As stated in the “Introduction”, the associations between peripheral (plasma, serum, and platelet) 5-HT levels and antidepressant treatment outcomes have been inconsistent in previous clinical studies. Reportedly, high baseline plasma 5-HT levels were associated with better 4- and 8-week SSRI responses in several studies15,16, indicating that treatment-related changes in plasma 5-HT levels, as well as baseline plasma 5-HT levels, are associated with a better SSRI response. However, in other studies, high baseline platelet 5-HT levels were associated with worse 4- and 6-week SSRI responses17,18. In another study, baseline serum or plasma 5-HT levels exhibited no association with the 4-week SSRI response19. The discrepancies in the results of previous studies do not appear to be due to differences in study design. The treatment response was assessed around 4 to 8 weeks in all studies. Furthermore, all studies included patients with major depressive disorders. Although the types of SSRIs prescribed were different, inconsistent results were also found in two studies with similar study designs in which the predictive effect of pre-treatment plasma 5-HT levels for the 4-week SSRI response was evaluated15,19.
In previous studies in which the predictive effect of baseline 5-HT levels for antidepressant treatment responses was investigated, the interaction between 5-HT levels and other variables was not considered. This may be the reason for the conflicting results regarding the association between baseline peripheral 5-HT levels and future antidepressant treatment responses. The present study results showing that a higher serum 5-HT level predicted a better treatment response only in patients ≥ 60 years of age may provide clues for addressing the current controversy. Synergistic effects between high 5-HT levels and age ≥ 60 years in our cohort are biologically plausible. Decreased central HTR binding activity, especially in HTR1A11,12,28 and HTR2A10,29, measured using positron emission tomography have been reported in patients with depressive disorders. Because HTR1A21,22,23 and HTR2A24,25,26,27 binding capacities are downregulated in older individuals, high 5-HT levels may be predictive of 12-week remission only in subjects ≥ 60 years of age due to decreased 5-HT signaling activity in the elderly.

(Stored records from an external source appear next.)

//! HTTP executor backed by `reqwest`.

use async_trait::async_trait;
use reqwest::{Client, Method, redirect::Policy};
use std::collections::BTreeMap;
use std::time::Instant;
use tracing::debug;

use super::{CompiledRequest, HttpCall, Payload, ProtocolExecutor};
use crate::config::ScanConfig;
use crate::context::Variables;
use crate::enums::Protocol;
use crate::error::{ExecError, TransportErrorKind};
use crate::primitives::{interpolate, parse_raw_http};
use crate::response::ResponseView;
use crate::types::{HttpRequest, ProtocolRequest, RequestBlock};

const DEFAULT_PATH: &str = "{{BaseURL}}";

/// Two clients share one configuration and differ only in redirect policy,
/// so Request Blocks can override the scan-wide setting.
#[derive(Clone, Debug)]
pub struct HttpExecutor {
    direct: Client,
    following: Client,
    follow_by_default: bool,
}

impl HttpExecutor {
    pub fn new(config: &ScanConfig) -> Result<Self, ExecError> {
        let build = |policy: Policy| {
            Client::builder()
                .timeout(config.timeout())
                .danger_accept_invalid_certs(true)
                .redirect(policy)
                .user_agent(&config.user_agent)
                .build()
                .map_err(|e| ExecError::config(format!("failed to create HTTP client: {}", e)))
        };
        Ok(Self {
            direct: build(Policy::none())?,
            following: build(Policy::limited(config.max_redirects))?,
            follow_by_default: config.follow_redirects,
        })
    }

    fn client_for(&self, call: &HttpCall) -> &Client {
        if call.follow_redirects.unwrap_or(self.follow_by_default) {
            &self.following
        } else {
            &self.direct
        }
    }
}

#[async_trait]
impl ProtocolExecutor for HttpExecutor {
    fn protocol(&self) -> Protocol {
        Protocol::Http
    }

    fn compile(
        &self,
        block: &RequestBlock,
        vars: &Variables,
    ) -> Vec<Result<CompiledRequest, ExecError>> {
        let ProtocolRequest::Http(request) = &block.request else {
            return vec![Err(ExecError::config(format!(
                "{} block handed to the http executor",
                block.protocol()
            )))];
        };
        compile_http(request, vars)
    }

    async fn execute(&self, request: &CompiledRequest) -> Result<ResponseView, ExecError> {
        let Payload::Http(call) = &request.payload else {
            return Err(ExecError::config(format!(
                "{} request handed to the http executor",
                request.protocol()
            )));
        };

        let method = Method::from_bytes(call.method.as_bytes())
            .map_err(|e| ExecError::config(format!("invalid HTTP method '{}': {}", call.method, e)))?;
        let mut builder = self.client_for(call).request(method, &call.url);
        for (name, value) in &call.headers {
            builder = builder.header(name.as_str(), value.as_str());
        }
        if let Some(body) = &call.body {
            builder = builder.body(body.clone());
        }

        let started = Instant::now();
        let response = builder
            .send()
            .await
            .map_err(|e| classify(&call.url, e))?;

        let status = response.status();
        let mut header_text = format!(
            "{:?} {} {}\r\n",
            response.version(),
            status.as_u16(),
            status.canonical_reason().unwrap_or("")
        );
        let mut kv: BTreeMap<String, String> = BTreeMap::new();
        for (name, value) in response.headers() {
            let value = String::from_utf8_lossy(value.as_bytes()).into_owned();
            header_text.push_str(&format!("{}: {}\r\n", name.as_str(), value));
            kv.entry(name.as_str().to_string())
                .and_modify(|existing| {
                    existing.push_str(", ");
                    existing.push_str(&value);
                })
                .or_insert(value);
        }

        let body = response
            .bytes()
            .await
            .map_err(|e| ExecError::protocol(&call.url, format!("failed to read body: {}", e)))?;
        let elapsed = started.elapsed();
        debug!(url = %call.url, status = status.as_u16(), bytes = body.len(), "http response");

        let mut all = header_text.clone().into_bytes();
        all.extend_from_slice(b"\r\n");
        all.extend_from_slice(&body);

        let mut view = ResponseView::new(Protocol::Http, &request.endpoint, &request.rendered)
            .with_status(i64::from(status.as_u16()))
            .with_part("header", header_text)
            .with_part("body", body.to_vec())
            .with_part("raw", all.clone())
            .with_part("all", all)
            .with_elapsed(elapsed);
        for (name, value) in kv {
            view = view.with_kv(&name, value);
        }
        Ok(view)
    }
}

/// Compiles every `path` (or every `raw` request) of a block into its own
/// request. Failures stay per request.
pub fn compile_http(request: &HttpRequest, vars: &Variables) -> Vec<Result<CompiledRequest, ExecError>> {
    if !request.raw.is_empty() {
        return request
            .raw
            .iter()
            .map(|raw| compile_raw(raw, request.redirects, vars))
            .collect();
    }

    let method = request
        .method
        .as_deref()
        .unwrap_or("GET")
        .trim()
        .to_ascii_uppercase();
    let paths: Vec<&str> = if request.path.is_empty() {
        vec![DEFAULT_PATH]
    } else {
        request.path.iter().map(String::as_str).collect()
    };

    paths
        .into_iter()
        .map(|path| {
            let url = absolute_url(&interpolate(path, vars)?);
            let headers = request
                .headers
                .iter()
                .map(|(name, value)| Ok((name.clone(), interpolate(value, vars)?)))
                .collect::<Result<Vec<_>, ExecError>>()?;
            let body = request
                .body
                .as_deref()
                .map(|b| interpolate(b, vars))
                .transpose()?;
            build(HttpCall {
                method: method.clone(),
                url,
                headers,
                body,
                follow_redirects: request.redirects,
            })
        })
        .collect()
}

fn compile_raw(
    raw: &str,
    redirects: Option<bool>,
    vars: &Variables,
) -> Result<CompiledRequest, ExecError> {
    let parsed = parse_raw_http(&interpolate(raw, vars)?)?;
    let url = if parsed.path.contains("://") {
        parsed.path.clone()
    } else {
        let host = parsed
            .header("Host")
            .or_else(|| vars.first("Hostname"))
            .ok_or_else(|| ExecError::config("raw request has no Host header and no target host"))?;
        let scheme = vars.first("Scheme").unwrap_or("http");
        format!("{}://{}{}", scheme, host, parsed.path)
    };
    let headers = parsed
        .headers
        .iter()
        .filter(|(name, _)| !name.eq_ignore_ascii_case("host"))
        .map(|(n, v)| (n.clone(), v.clone()))
        .collect();
    build(HttpCall {
        method: parsed.method.to_ascii_uppercase(),
        url,
        headers,
        body: parsed.body,
        follow_redirects: redirects,
    })
}

/// Targets without a scheme are read as plain HTTP.
fn absolute_url(raw: &str) -> String {
    if raw.contains("://") {
        raw.to_string()
    } else {
        format!("http://{}", raw)
    }
}

fn build(call: HttpCall) -> Result<CompiledRequest, ExecError> {
    let parsed = url::Url::parse(&call.url)
        .map_err(|e| ExecError::config(format!("invalid URL '{}': {}", call.url, e)))?;
    let host = match (parsed.host_str(), parsed.port()) {
        (Some(h), Some(p)) => format!("{}:{}", h, p),
        (Some(h), None) => h.to_string(),
        (None, _) => return Err(ExecError::config(format!("URL '{}' has no host", call.url))),
    };
    let target = match parsed.query() {
        Some(q) => format!("{}?{}", parsed.path(), q),
        None => parsed.path().to_string(),
    };

    let mut rendered = format!("{} {} HTTP/1.1\r\nHost: {}\r\n", call.method, target, host);
    for (name, value) in &call.headers {
        rendered.push_str(&format!("{}: {}\r\n", name, value));
    }
    rendered.push_str("\r\n");
    if let Some(body) = &call.body {
        rendered.push_str(body);
    }

    Ok(CompiledRequest {
        endpoint: call.url.clone(),
        rendered,
        payload: Payload::Http(call),
    })
}

fn classify(url: &str, e: reqwest::Error) -> ExecError {
    let kind = if e.is_timeout() {
        TransportErrorKind::Timeout
    } else if e.is_connect() {
        TransportErrorKind::ConnectionRefused
    } else if e.is_builder() {
        return ExecError::config(format!("cannot build request for {}: {}", url, e));
    } else if e.is_body() || e.is_decode() || e.is_redirect() {
        return ExecError::protocol(url, e.to_string());
    } else if e.is_request() {
        TransportErrorKind::Io
    } else {
        TransportErrorKind::Other
    };
    ExecError::transport(kind, url, e.to_string())
}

Unlike in previous studies in which the association between 5-HT levels and antidepressant treatment outcomes in patients who only received SSRIs was analyzed15,16,17,18,19, we included patients who received various types of antidepressants. When 5-HT and age were analyzed as binary variables, a multiplicative interaction effect of high 5-HT level and age ≥ 60 years on the 12-week remission rate was observed in patients who received initial SSRI or non-SSRI treatment. One potential mechanism underlying this observation is the change in tryptophan metabolism due to systemic inflammation, which shifts tryptophan metabolism from the 5-HT pathway to the kynurenine pathway by inducing the activity of indoleamine-2,3-dioxygenase30. Because increased inflammation is associated with a worse antidepressant response regardless of antidepressant type31, low 5-HT levels may be indicative of high inflammatory activity and therefore predict worse antidepressant responses regardless of antidepressant type. Another potential explanation for our result is decreased tryptophan availability. Tryptophan depletion reportedly decreases the mood in remitted major depressive disorder (MDD) patients regardless of the use of antidepressants32. Because a decreased mood can be a predictor of a worse antidepressant response33 and peripheral 5-HT levels are determined in part by tryptophan availability, we hypothesize that a lower 5-HT level may predict a worse antidepressant response by acting as a surrogate of low tryptophan availability regardless of antidepressant type. However, the interaction effect of a high 5-HT level and old age on the 12-week remission rate was not observed when 5-HT and age were analyzed as continuous variables in patients who initially received non-SSRI treatment. Since the interaction effect of 5-HT level and age on the 12-week remission rate in the non-SSRI group differed depending on the analysis method, future prospective studies with a greater number of patients are required to further explore this issue.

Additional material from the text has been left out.